## TO DO
Your answer needs to include each line of the records in which the string "IgnoreRule" can be found.

## SUPPLIED MATERIAL

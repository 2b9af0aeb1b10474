//! Selectable four-category tree.
//!
//! A tree has one category node per kind, in [`Kind::TREE_ORDER`], each
//! holding item nodes whose ids are selection ids (`collection:articles`).
//! A category is checked exactly when at least one of its items is.

use crate::snapshot::Snapshot;
use crate::types::{Kind, ManifestItem, Selection, SelectionId};
use serde::Serialize;
use serde_json::Value;

/// Node role in the tree.
#[derive(Debug, Clone, Copy, PartialEq, Eq, Serialize)]
#[serde(rename_all = "lowercase")]
pub enum NodeType {
    Category,
    Item,
}

/// Classification of a manifest item against the local store.
#[derive(Debug, Clone, Copy, PartialEq, Eq, Hash, Serialize)]
#[serde(rename_all = "lowercase")]
pub enum ImportStatus {
    New,
    Unchanged,
    Modified,
    Missing,
}

/// Classification of an item across a local and a remote instance.
#[derive(Debug, Clone, Copy, PartialEq, Eq, Hash, Serialize)]
#[serde(rename_all = "kebab-case")]
pub enum Comparison {
    Identical,
    Different,
    LocalOnly,
    RemoteOnly,
}

impl Comparison {
    pub fn label(&self) -> &'static str {
        match self {
            Self::Identical => "identical",
            Self::Different => "different",
            Self::LocalOnly => "local-only",
            Self::RemoteOnly => "remote-only",
        }
    }
}

/// What an item node stands for.
#[derive(Debug, Clone, PartialEq, Serialize)]
#[serde(untagged)]
pub enum Payload {
    Item(ManifestItem),
    Entity(Value),
}

/// One node of the tree.
#[derive(Debug, Clone, PartialEq, Serialize)]
pub struct TreeNode {
    pub id: String,
    pub name: String,
    #[serde(rename = "type")]
    pub node_type: NodeType,
    pub checked: bool,
    pub expanded: bool,
    #[serde(skip_serializing_if = "Vec::is_empty")]
    pub children: Vec<TreeNode>,
    #[serde(skip_serializing_if = "Option::is_none")]
    pub status: Option<ImportStatus>,
    #[serde(skip_serializing_if = "Option::is_none")]
    pub comparison: Option<Comparison>,
    #[serde(skip_serializing_if = "Vec::is_empty")]
    pub diff: Vec<String>,
    #[serde(skip_serializing_if = "Option::is_none")]
    pub payload: Option<Payload>,
}

impl TreeNode {
    /// An item node.
    pub fn item(id: &SelectionId, name: impl Into<String>, checked: bool) -> Self {
        Self {
            id: id.to_string(),
            name: name.into(),
            node_type: NodeType::Item,
            checked,
            expanded: false,
            children: Vec::new(),
            status: None,
            comparison: None,
            diff: Vec::new(),
            payload: None,
        }
    }

    /// A category node for `kind`, checked iff any child is.
    pub fn category(kind: Kind, children: Vec<Self>) -> Self {
        Self {
            id: kind.category_id().to_string(),
            name: kind.category_name().to_string(),
            node_type: NodeType::Category,
            checked: children.iter().any(|c| c.checked),
            expanded: true,
            children,
            status: None,
            comparison: None,
            diff: Vec::new(),
            payload: None,
        }
    }

    #[must_use]
    pub fn with_status(mut self, status: ImportStatus) -> Self {
        self.status = Some(status);
        self
    }

    #[must_use]
    pub fn with_comparison(mut self, comparison: Comparison) -> Self {
        self.comparison = Some(comparison);
        self
    }

    #[must_use]
    pub fn with_diff(mut self, diff: Vec<String>) -> Self {
        self.diff = diff;
        self
    }

    #[must_use]
    pub fn with_payload(mut self, payload: Payload) -> Self {
        self.payload = Some(payload);
        self
    }

    pub fn is_category(&self) -> bool {
        self.node_type == NodeType::Category
    }
}

/// The category nodes of a tree.
#[derive(Debug, Clone, Default, PartialEq, Serialize)]
#[serde(transparent)]
pub struct Tree {
    categories: Vec<TreeNode>,
}

impl Tree {
    pub fn new(categories: Vec<TreeNode>) -> Self {
        Self { categories }
    }

    pub fn categories(&self) -> &[TreeNode] {
        &self.categories
    }

    /// Item nodes in tree order.
    pub fn items(&self) -> impl Iterator<Item = &TreeNode> {
        self.categories.iter().flat_map(|c| c.children.iter())
    }

    /// Find a category or item node by id.
    pub fn find(&self, id: &str) -> Option<&TreeNode> {
        self.categories
            .iter()
            .find(|c| c.id == id)
            .or_else(|| self.items().find(|n| n.id == id))
    }

    /// Check or uncheck a node. Returns `false` if no node has this id.
    ///
    /// Checking a category cascades to all its items; checking an item
    /// recomputes its category.
    pub fn set_checked(&mut self, id: &str, checked: bool) -> bool {
        for category in &mut self.categories {
            if category.id == id {
                for child in &mut category.children {
                    child.checked = checked;
                }
                category.checked = category.children.iter().any(|c| c.checked);
                return true;
            }
            if let Some(child) = category.children.iter_mut().find(|c| c.id == id) {
                child.checked = checked;
                category.checked = category.children.iter().any(|c| c.checked);
                return true;
            }
        }
        false
    }

    /// Ids of checked items in tree order.
    pub fn selected_ids(&self) -> Vec<String> {
        self.items()
            .filter(|n| n.checked)
            .map(|n| n.id.clone())
            .collect()
    }

    /// Checked items as a selection.
    pub fn selection(&self) -> Selection {
        Selection::parse(self.selected_ids())
    }

    pub fn item_count(&self) -> usize {
        self.items().count()
    }
}

/// Build the selectable tree of a snapshot. Every item starts checked.
pub fn build_tree(snapshot: &Snapshot) -> Tree {
    let categories = Kind::TREE_ORDER
        .iter()
        .map(|kind| {
            let children = snapshot
                .entities(*kind)
                .iter()
                .map(|entity| {
                    TreeNode::item(&SelectionId::new(*kind, &entity.id), &entity.name, true)
                        .with_payload(Payload::Entity(entity.data.clone()))
                })
                .collect();
            TreeNode::category(*kind, children)
        })
        .collect();
    Tree::new(categories)
}
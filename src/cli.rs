use clap::{Args, Parser, Subcommand};
use clap_complete::Shell;
use std::path::PathBuf;

#[derive(Parser)]
#[command(name = "dsync")]
#[command(version)]
#[command(about = "Compare, export, import and sync Directus configuration", long_about = None)]
#[command(propagate_version = true)]
pub struct Cli {
    /// Verbosity level
    #[arg(short, long, action = clap::ArgAction::Count, global = true)]
    pub verbose: u8,

    /// Suppress non-essential output
    #[arg(short, long, global = true)]
    pub quiet: bool,

    /// Exit non-zero when any item fails to apply
    #[arg(long, global = true)]
    pub strict: bool,

    #[command(subcommand)]
    pub command: Command,
}

#[derive(Subcommand)]
pub enum Command {
    /// Show the selectable tree of the local instance
    Tree {
        /// Print the tree as JSON
        #[arg(long)]
        json: bool,
    },

    /// Export selected local items to a manifest
    Export(ExportArgs),

    /// Compare a manifest against the local instance
    Compare {
        /// Manifest file
        file: PathBuf,

        /// Print the comparison as JSON
        #[arg(long)]
        json: bool,
    },

    /// Import a manifest into the local instance
    Import(ImportArgs),

    /// Compare and sync with a remote instance
    #[command(subcommand)]
    Remote(RemoteCommand),

    /// Manage configuration
    #[command(subcommand)]
    Config(ConfigCommand),

    /// Generate shell completions
    Completions {
        /// Shell to generate completions for
        #[arg(value_enum)]
        shell: Shell,
    },
}

/// Item selection shared by export, push and pull
#[derive(Args, Debug, Clone)]
#[group(required = true, multiple = false)]
pub struct SelectArgs {
    /// Items to include, as kind:id (collection:articles, flow:<uuid>, role:<uuid>, policy:<uuid>)
    #[arg(short, long = "select", value_name = "ID", num_args = 1..)]
    pub select: Vec<String>,

    /// Include every item
    #[arg(long)]
    pub all: bool,
}

#[derive(Args)]
pub struct ExportArgs {
    #[command(flatten)]
    pub selection: SelectArgs,

    /// Output file (stdout when omitted)
    #[arg(short, long)]
    pub output: Option<PathBuf>,
}

#[derive(Args)]
pub struct ImportArgs {
    /// Manifest file
    pub file: PathBuf,

    /// Items to import (default: new and modified items)
    #[arg(short, long = "select", value_name = "ID", num_args = 1..)]
    pub select: Vec<String>,

    #[command(flatten)]
    pub apply: ApplyArgs,
}

/// Flags shared by every command that writes
#[derive(Args, Debug, Clone, Copy)]
pub struct ApplyArgs {
    /// Show the plan without writing anything
    #[arg(long)]
    pub dry_run: bool,

    /// Skip the confirmation prompt
    #[arg(short, long)]
    pub yes: bool,
}

/// Which remote to talk to
#[derive(Args, Debug, Clone)]
pub struct RemoteArgs {
    /// Remote name from config.toml
    #[arg(required_unless_present = "url", conflicts_with = "url")]
    pub name: Option<String>,

    /// Remote base URL (ad hoc, instead of a name)
    #[arg(long, requires = "token")]
    pub url: Option<String>,

    /// Remote static token
    #[arg(long, env = "DSYNC_REMOTE_TOKEN", hide_env_values = true)]
    pub token: Option<String>,
}

#[derive(Subcommand)]
pub enum RemoteCommand {
    /// Check that the remote is reachable and the token works
    Test {
        #[command(flatten)]
        remote: RemoteArgs,
    },

    /// Compare the local instance with the remote
    Scan {
        #[command(flatten)]
        remote: RemoteArgs,

        /// Print the comparison as JSON
        #[arg(long)]
        json: bool,

        /// Show a diff of the normalized items that differ
        #[arg(long)]
        details: bool,
    },

    /// Copy selected local items to the remote
    Push {
        #[command(flatten)]
        remote: RemoteArgs,

        #[command(flatten)]
        selection: SelectArgs,

        #[command(flatten)]
        apply: ApplyArgs,
    },

    /// Copy selected remote items to the local instance
    Pull {
        #[command(flatten)]
        remote: RemoteArgs,

        #[command(flatten)]
        selection: SelectArgs,

        #[command(flatten)]
        apply: ApplyArgs,
    },
}

#[derive(Subcommand)]
pub enum ConfigCommand {
    /// Show the config file location and connections
    Show,

    /// Validate the config file
    Validate,
}
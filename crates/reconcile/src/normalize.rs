//! Normalization of raw entities before equality comparison.
//!
//! Instances disagree on audit stamps, auto-incremented ids, presentation
//! metadata and linkage arrays even when the configuration is the same.
//! [`IGNORED_FIELDS`] lists those keys per kind; they are removed at every
//! depth from a cloned value.

use crate::types::Kind;
use serde_json::{Map, Value};
use std::collections::BTreeSet;

/// A key stripped by [`normalize`] for the listed kinds.
#[derive(Debug, Clone, Copy)]
pub struct IgnoreRule {
    pub field: &'static str,
    pub kinds: &'static [Kind],
}

const ALL: &[Kind] = &[Kind::Collection, Kind::Flow, Kind::Role, Kind::Policy];
const COLLECTION: &[Kind] = &[Kind::Collection];
const FLOW: &[Kind] = &[Kind::Flow];
const ROLE_AND_POLICY: &[Kind] = &[Kind::Role, Kind::Policy];
const ROLE: &[Kind] = &[Kind::Role];
const POLICY: &[Kind] = &[Kind::Policy];

const fn rule(field: &'static str, kinds: &'static [Kind]) -> IgnoreRule {
    IgnoreRule { field, kinds }
}

/// Keys that never count as drift.
pub const IGNORED_FIELDS: &[IgnoreRule] = &[
    // Audit
    rule("date_created", ALL),
    rule("date_updated", ALL),
    rule("timestamp", ALL),
    rule("user_created", ALL),
    rule("user_updated", ALL),
    // Auto-generated ids (field ids, permission ids)
    rule("id", ALL),
    // Collection and field presentation
    rule("group", COLLECTION),
    rule("width", COLLECTION),
    rule("sort", COLLECTION),
    rule("translations", COLLECTION),
    rule("conditions", COLLECTION),
    rule("required", COLLECTION),
    rule("readonly", COLLECTION),
    rule("hidden", COLLECTION),
    rule("display", COLLECTION),
    rule("display_options", COLLECTION),
    rule("validation", COLLECTION),
    rule("validation_message", COLLECTION),
    // Column attributes
    rule("foreign_key_schema", COLLECTION),
    rule("foreign_key_table", COLLECTION),
    rule("foreign_key_column", COLLECTION),
    rule("default_value", COLLECTION),
    rule("max_length", COLLECTION),
    rule("is_nullable", COLLECTION),
    rule("is_unique", COLLECTION),
    rule("is_primary_key", COLLECTION),
    rule("has_auto_increment", COLLECTION),
    rule("numeric_precision", COLLECTION),
    rule("numeric_scale", COLLECTION),
    rule("comment", COLLECTION),
    // Compared by field name instead
    rule("schema", COLLECTION),
    rule("fields", COLLECTION),
    // Operation graph is replaced wholesale on apply
    rule("operation", FLOW),
    rule("operations", FLOW),
    // Linkage arrays
    rule("users", ROLE_AND_POLICY),
    rule("policies", ROLE),
    rule("children", ROLE),
    rule("roles", POLICY),
    rule("permissions", POLICY),
];

/// Whether `field` is ignored for `kind`.
pub fn is_ignored(field: &str, kind: Kind) -> bool {
    IGNORED_FIELDS
        .iter()
        .any(|r| r.field == field && r.kinds.contains(&kind))
}

/// Return a copy of `entity` with every ignored key removed at every depth.
pub fn normalize(entity: &Value, kind: Kind) -> Value {
    match entity {
        Value::Object(map) => {
            let cleaned: Map<String, Value> = map
                .iter()
                .filter(|(key, _)| !is_ignored(key, kind))
                .map(|(key, value)| (key.clone(), normalize(value, kind)))
                .collect();
            Value::Object(cleaned)
        }
        Value::Array(items) => Value::Array(items.iter().map(|v| normalize(v, kind)).collect()),
        other => other.clone(),
    }
}

/// Sorted field names of a raw collection entity carrying a `fields` array.
pub fn field_names(collection: &Value) -> Vec<String> {
    let mut names: Vec<String> = collection
        .get("fields")
        .and_then(Value::as_array)
        .map(|fields| {
            fields
                .iter()
                .filter_map(|f| f.get("field").and_then(Value::as_str))
                .map(str::to_string)
                .collect()
        })
        .unwrap_or_default();
    names.sort();
    names
}

/// Kind-aware equality used by the remote comparison.
///
/// Collections are equal when they carry the same set of field names; field
/// types, meta and schema are not compared. Other kinds are equal when their
/// normalized values are.
pub fn equivalent(local: &Value, remote: &Value, kind: Kind) -> bool {
    match kind {
        Kind::Collection => field_names(local) == field_names(remote),
        _ => normalize(local, kind) == normalize(remote, kind),
    }
}

/// Human-readable reasons two entities are not [`equivalent`].
pub fn describe_differences(local: &Value, remote: &Value, kind: Kind) -> Vec<String> {
    if kind == Kind::Collection {
        let local_names: BTreeSet<String> = field_names(local).into_iter().collect();
        let remote_names: BTreeSet<String> = field_names(remote).into_iter().collect();
        let mut diff = Vec::new();
        let only_local: Vec<&str> = local_names.difference(&remote_names).map(String::as_str).collect();
        let only_remote: Vec<&str> = remote_names.difference(&local_names).map(String::as_str).collect();
        if !only_local.is_empty() {
            diff.push(format!("Only local field(s): {}", only_local.join(", ")));
        }
        if !only_remote.is_empty() {
            diff.push(format!("Only remote field(s): {}", only_remote.join(", ")));
        }
        return diff;
    }

    let local = normalize(local, kind);
    let remote = normalize(remote, kind);
    let empty = Map::new();
    let local_map = local.as_object().unwrap_or(&empty);
    let remote_map = remote.as_object().unwrap_or(&empty);
    let keys: BTreeSet<&String> = local_map.keys().chain(remote_map.keys()).collect();
    keys.into_iter()
        .filter(|key| local_map.get(*key) != remote_map.get(*key))
        .map(|key| format!("\"{key}\" differs"))
        .collect()
}

#[cfg(test)]
mod tests {
    use super::*;
    use serde_json::json;

    #[test]
    fn test_normalize_removes_audit_fields_at_depth() {
        let raw = json!({
            "id": "f1",
            "name": "Notify",
            "date_created": "2024-01-01",
            "options": {"nested": {"user_updated": "u1", "keep": 1}},
            "list": [{"timestamp": 3, "value": "x"}]
        });
        let out = normalize(&raw, Kind::Flow);
        assert_eq!(
            out,
            json!({"name": "Notify", "options": {"nested": {"keep": 1}}, "list": [{"value": "x"}]})
        );
    }

    #[test]
    fn test_normalize_does_not_mutate_input() {
        let raw = json!({"id": "r1", "users": ["u1"], "name": "Editor"});
        let before = raw.clone();
        let _ = normalize(&raw, Kind::Role);
        assert_eq!(raw, before);
    }

    #[test]
    fn test_rules_are_kind_aware() {
        assert!(is_ignored("hidden", Kind::Collection));
        assert!(!is_ignored("hidden", Kind::Flow));
        assert!(is_ignored("permissions", Kind::Policy));
        assert!(!is_ignored("permissions", Kind::Role));
        assert!(is_ignored("date_updated", Kind::Role));
    }

    #[test]
    fn test_collections_compare_by_field_names() {
        let local = json!({
            "collection": "articles",
            "fields": [{"field": "title", "type": "string"}, {"field": "id", "type": "integer"}]
        });
        let remote = json!({
            "collection": "articles",
            "meta": {"icon": "article"},
            "fields": [{"field": "id", "type": "uuid"}, {"field": "title", "type": "text"}]
        });
        assert!(equivalent(&local, &remote, Kind::Collection));

        let extra = json!({"collection": "articles", "fields": [{"field": "id"}]});
        assert!(!equivalent(&local, &extra, Kind::Collection));
        assert_eq!(
            describe_differences(&local, &extra, Kind::Collection),
            vec!["Only local field(s): title"]
        );
    }

    #[test]
    fn test_roles_ignore_linkage() {
        let local = json!({"id": "r1", "name": "Editor", "users": ["a"], "policies": ["x"]});
        let remote = json!({"id": "r1", "name": "Editor", "users": [], "children": ["r2"]});
        assert!(equivalent(&local, &remote, Kind::Role));
    }

    #[test]
    fn test_describe_differences_names_keys() {
        let local = json!({"id": "p1", "name": "Editors", "admin_access": false, "permissions": [1]});
        let remote = json!({"id": "p1", "name": "Writers", "admin_access": true, "permissions": [9]});
        assert!(!equivalent(&local, &remote, Kind::Policy));
        assert_eq!(
            describe_differences(&local, &remote, Kind::Policy),
            vec!["\"admin_access\" differs", "\"name\" differs"]
        );
    }
}
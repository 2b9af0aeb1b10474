use anyhow::{Context as _, Result};
use colored::Colorize;
use reconcile::{ImportComparison, Manifest, compare_manifest_against_local};
use std::path::Path;

use super::connect_local;
use crate::Context;
use crate::ui;

pub fn run(ctx: &Context, file: &Path, json: bool) -> Result<()> {
    let manifest = load_manifest(file)?;
    let store = connect_local()?;
    let comparison = compare_manifest_against_local(&store, &manifest)?;

    if json {
        println!("{}", serde_json::to_string_pretty(&comparison)?);
        return Ok(());
    }

    print_manifest_info(&manifest, file);
    print_comparison(ctx, &comparison);
    Ok(())
}

pub fn load_manifest(file: &Path) -> Result<Manifest> {
    Manifest::load(file).with_context(|| format!("Could not load manifest {}", file.display()))
}

pub fn print_manifest_info(manifest: &Manifest, file: &Path) {
    ui::header(&format!("Manifest {}", file.display()));
    ui::kv("Version", &manifest.format_version);
    ui::kv(
        "Exported",
        &manifest
            .exported_at
            .with_timezone(&chrono::Local)
            .format("%Y-%m-%d %H:%M:%S")
            .to_string(),
    );
    if let Some(version) = &manifest.directus_version {
        ui::kv("Directus", version);
    }
    ui::kv("Items", &manifest.len().to_string());
}

pub fn print_comparison(ctx: &Context, comparison: &ImportComparison) {
    for category in comparison.tree.categories() {
        if category.children.is_empty() {
            continue;
        }
        ui::section(&format!("{} ({})", category.name, category.children.len()));
        for item in &category.children {
            let status = item
                .status
                .map(|s| ui::status(s).to_string())
                .unwrap_or_default();
            println!("  {} {} {}", ui::checkbox(item.checked), item.name, status);
            if ctx.verbose > 0 {
                ui::dim(&item.id);
            }
            for line in &item.diff {
                println!("      {}", line.yellow());
            }
        }
    }

    let summary = &comparison.summary;
    println!();
    ui::kv("New", &summary.new.to_string());
    ui::kv("Modified", &summary.modified.to_string());
    ui::kv("Unchanged", &summary.unchanged.to_string());
    println!();
    if summary.changes() == 0 {
        ui::success("Local instance already matches the manifest");
    } else {
        ui::info(&format!(
            "{} to import",
            ui::plural(summary.changes(), "change")
        ));
    }
}
//! # Reconcile
//!
//! Configuration reconciliation between content-management instances.
//!
//! This crate compares and copies four kinds of configuration (collections
//! with their fields, flows with their operations, roles, and policies with
//! their permissions) between a local instance and either an exported
//! manifest or a remote instance.
//!
//! ## Core Concepts
//!
//! - **Snapshot**: everything one instance holds, read with concurrent fan-out
//! - **Manifest**: a portable, versioned export of selected items
//! - **Normalization**: stripping instance-specific keys before comparing
//! - **Comparison**: classifying items as new/unchanged/modified (manifest)
//!   or local-only/remote-only/identical/different (remote)
//! - **Apply**: idempotent create-or-update of selected items, in the order
//!   collections, roles, policies, flows
//!
//! ## Example
//!
//! ```
//! use reconcile::store::MemoryStore;
//! use reconcile::{Manifest, NoProgress, Selection, compare_manifest_against_local, import_manifest};
//!
//! let local = MemoryStore::new();
//! let manifest = Manifest::from_json(
//!     r#"{"version": "1.0.0", "exportedAt": "2024-05-01T10:00:00Z",
//!         "contents": {"roles": [{"id": "r1", "name": "Editor"}]}}"#,
//! )?;
//!
//! let comparison = compare_manifest_against_local(&local, &manifest)?;
//! assert_eq!(comparison.summary.new, 1);
//!
//! let selection = Selection::parse(comparison.tree.selected_ids());
//! let report = import_manifest(&local, &manifest, &selection, &mut NoProgress)?;
//! assert_eq!(report.roles.created, 1);
//! # Ok::<(), reconcile::Error>(())
//! ```
//!
//! ## Stores
//!
//! The engine only talks to the per-kind traits in [`store`]. Use
//! [`store::RestStore`] for a live instance and [`store::MemoryStore`] for
//! tests.

pub mod context;
pub mod diff;
pub mod error;
pub mod executor;
pub mod normalize;
pub mod planner;
pub mod snapshot;
pub mod store;
pub mod tree;
pub mod types;

// Re-export main types at crate root
pub use context::{NoProgress, ProgressCallback, RecordingProgress};
pub use diff::{
    ImportComparison, ImportSummary, RemoteComparison, RemoteSummary, SyncEntry,
    compare_local_and_remote, compare_manifest_against_local, compare_snapshots, scan,
};
pub use error::{Error, ErrorCategory, Result};
pub use executor::{
    ApplyReport, Direction, FieldPolicy, ItemError, ItemOutcome, KindReport, apply_plan,
    export_manifest, import_manifest, pull, push, read_item,
};
pub use normalize::{equivalent, normalize};
pub use planner::{ApplyPlan, FlowPlan, PlannedItem};
pub use snapshot::{Entity, Snapshot};
pub use store::ConfigStore;
pub use tree::{Comparison, ImportStatus, NodeType, Payload, Tree, TreeNode, build_tree};
pub use types::{
    CollectionItem, FieldItem, FlowItem, Kind, MANIFEST_VERSION, Manifest, ManifestContents,
    ManifestItem, OperationItem, PermissionItem, PolicyItem, RoleItem, Selection, SelectionId,
};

## OUTPUT BELOW
pub struct IgnoreRule {
const fn rule(field: &'static str, kinds: &'static [Kind]) -> IgnoreRule {
    IgnoreRule { field, kinds }
pub const IGNORED_FIELDS: &[IgnoreRule] = &[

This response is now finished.